START Data extracts

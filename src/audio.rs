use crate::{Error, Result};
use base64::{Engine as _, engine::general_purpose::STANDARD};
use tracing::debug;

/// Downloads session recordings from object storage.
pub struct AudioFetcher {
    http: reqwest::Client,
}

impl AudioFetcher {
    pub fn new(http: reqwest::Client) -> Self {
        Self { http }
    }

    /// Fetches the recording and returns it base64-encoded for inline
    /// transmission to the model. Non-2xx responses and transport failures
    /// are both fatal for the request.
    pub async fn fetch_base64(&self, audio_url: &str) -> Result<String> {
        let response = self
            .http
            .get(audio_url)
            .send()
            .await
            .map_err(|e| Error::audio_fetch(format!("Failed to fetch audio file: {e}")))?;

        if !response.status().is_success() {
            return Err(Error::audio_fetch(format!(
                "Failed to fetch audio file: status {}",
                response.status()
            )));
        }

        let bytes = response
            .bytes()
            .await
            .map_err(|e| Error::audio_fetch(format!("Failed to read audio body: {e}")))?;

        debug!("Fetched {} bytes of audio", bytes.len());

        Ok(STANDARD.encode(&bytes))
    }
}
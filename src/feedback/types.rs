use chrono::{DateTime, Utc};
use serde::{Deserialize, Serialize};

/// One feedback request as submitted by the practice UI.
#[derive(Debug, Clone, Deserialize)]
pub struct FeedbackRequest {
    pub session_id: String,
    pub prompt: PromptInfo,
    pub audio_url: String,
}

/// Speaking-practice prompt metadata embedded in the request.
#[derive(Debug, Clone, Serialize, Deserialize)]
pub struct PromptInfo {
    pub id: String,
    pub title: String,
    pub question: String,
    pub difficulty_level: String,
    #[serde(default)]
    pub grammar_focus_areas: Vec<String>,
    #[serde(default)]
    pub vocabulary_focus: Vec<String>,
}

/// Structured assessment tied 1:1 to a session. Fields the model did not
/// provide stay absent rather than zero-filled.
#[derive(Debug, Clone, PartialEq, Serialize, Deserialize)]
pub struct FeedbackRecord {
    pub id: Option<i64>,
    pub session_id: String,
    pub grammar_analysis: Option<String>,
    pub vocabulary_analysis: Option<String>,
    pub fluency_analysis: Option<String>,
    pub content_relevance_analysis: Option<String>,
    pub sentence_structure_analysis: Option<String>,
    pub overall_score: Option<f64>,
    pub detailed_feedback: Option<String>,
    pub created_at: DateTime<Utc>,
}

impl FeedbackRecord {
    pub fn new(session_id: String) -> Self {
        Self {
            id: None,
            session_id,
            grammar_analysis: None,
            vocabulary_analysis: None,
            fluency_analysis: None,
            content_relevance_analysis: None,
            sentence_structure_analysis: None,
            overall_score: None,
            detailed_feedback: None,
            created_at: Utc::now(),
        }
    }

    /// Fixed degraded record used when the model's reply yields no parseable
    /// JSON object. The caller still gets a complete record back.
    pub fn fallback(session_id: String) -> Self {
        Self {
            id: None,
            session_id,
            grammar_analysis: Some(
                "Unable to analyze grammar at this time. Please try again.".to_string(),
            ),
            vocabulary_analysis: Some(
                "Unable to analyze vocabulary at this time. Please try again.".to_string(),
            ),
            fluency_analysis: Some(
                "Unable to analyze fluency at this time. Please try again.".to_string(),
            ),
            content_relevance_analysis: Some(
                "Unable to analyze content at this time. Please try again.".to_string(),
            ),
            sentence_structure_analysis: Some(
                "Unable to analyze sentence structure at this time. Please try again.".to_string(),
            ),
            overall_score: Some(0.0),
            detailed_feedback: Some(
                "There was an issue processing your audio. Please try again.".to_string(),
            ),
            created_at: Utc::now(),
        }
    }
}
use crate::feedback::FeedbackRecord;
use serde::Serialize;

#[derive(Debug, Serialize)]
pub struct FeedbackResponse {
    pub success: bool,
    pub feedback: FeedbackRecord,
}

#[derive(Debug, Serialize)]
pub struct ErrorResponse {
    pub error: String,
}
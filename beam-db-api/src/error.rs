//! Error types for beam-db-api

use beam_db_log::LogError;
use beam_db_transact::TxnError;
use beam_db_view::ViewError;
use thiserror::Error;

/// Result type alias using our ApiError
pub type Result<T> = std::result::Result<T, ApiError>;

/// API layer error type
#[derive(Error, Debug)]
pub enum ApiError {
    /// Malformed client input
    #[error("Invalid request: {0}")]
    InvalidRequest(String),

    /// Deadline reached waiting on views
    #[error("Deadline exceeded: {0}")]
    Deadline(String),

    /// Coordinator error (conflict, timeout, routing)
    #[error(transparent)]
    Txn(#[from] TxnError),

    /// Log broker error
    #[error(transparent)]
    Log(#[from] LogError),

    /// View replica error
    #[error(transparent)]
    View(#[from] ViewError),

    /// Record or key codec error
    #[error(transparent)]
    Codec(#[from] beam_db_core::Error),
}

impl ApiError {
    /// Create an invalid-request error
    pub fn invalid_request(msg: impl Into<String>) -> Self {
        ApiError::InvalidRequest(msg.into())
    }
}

END Data extracts

**Task prompt**
Among the entries above, count every line containing the string "Failed". Your reply must be that number alone.

**Response to this exercise**
3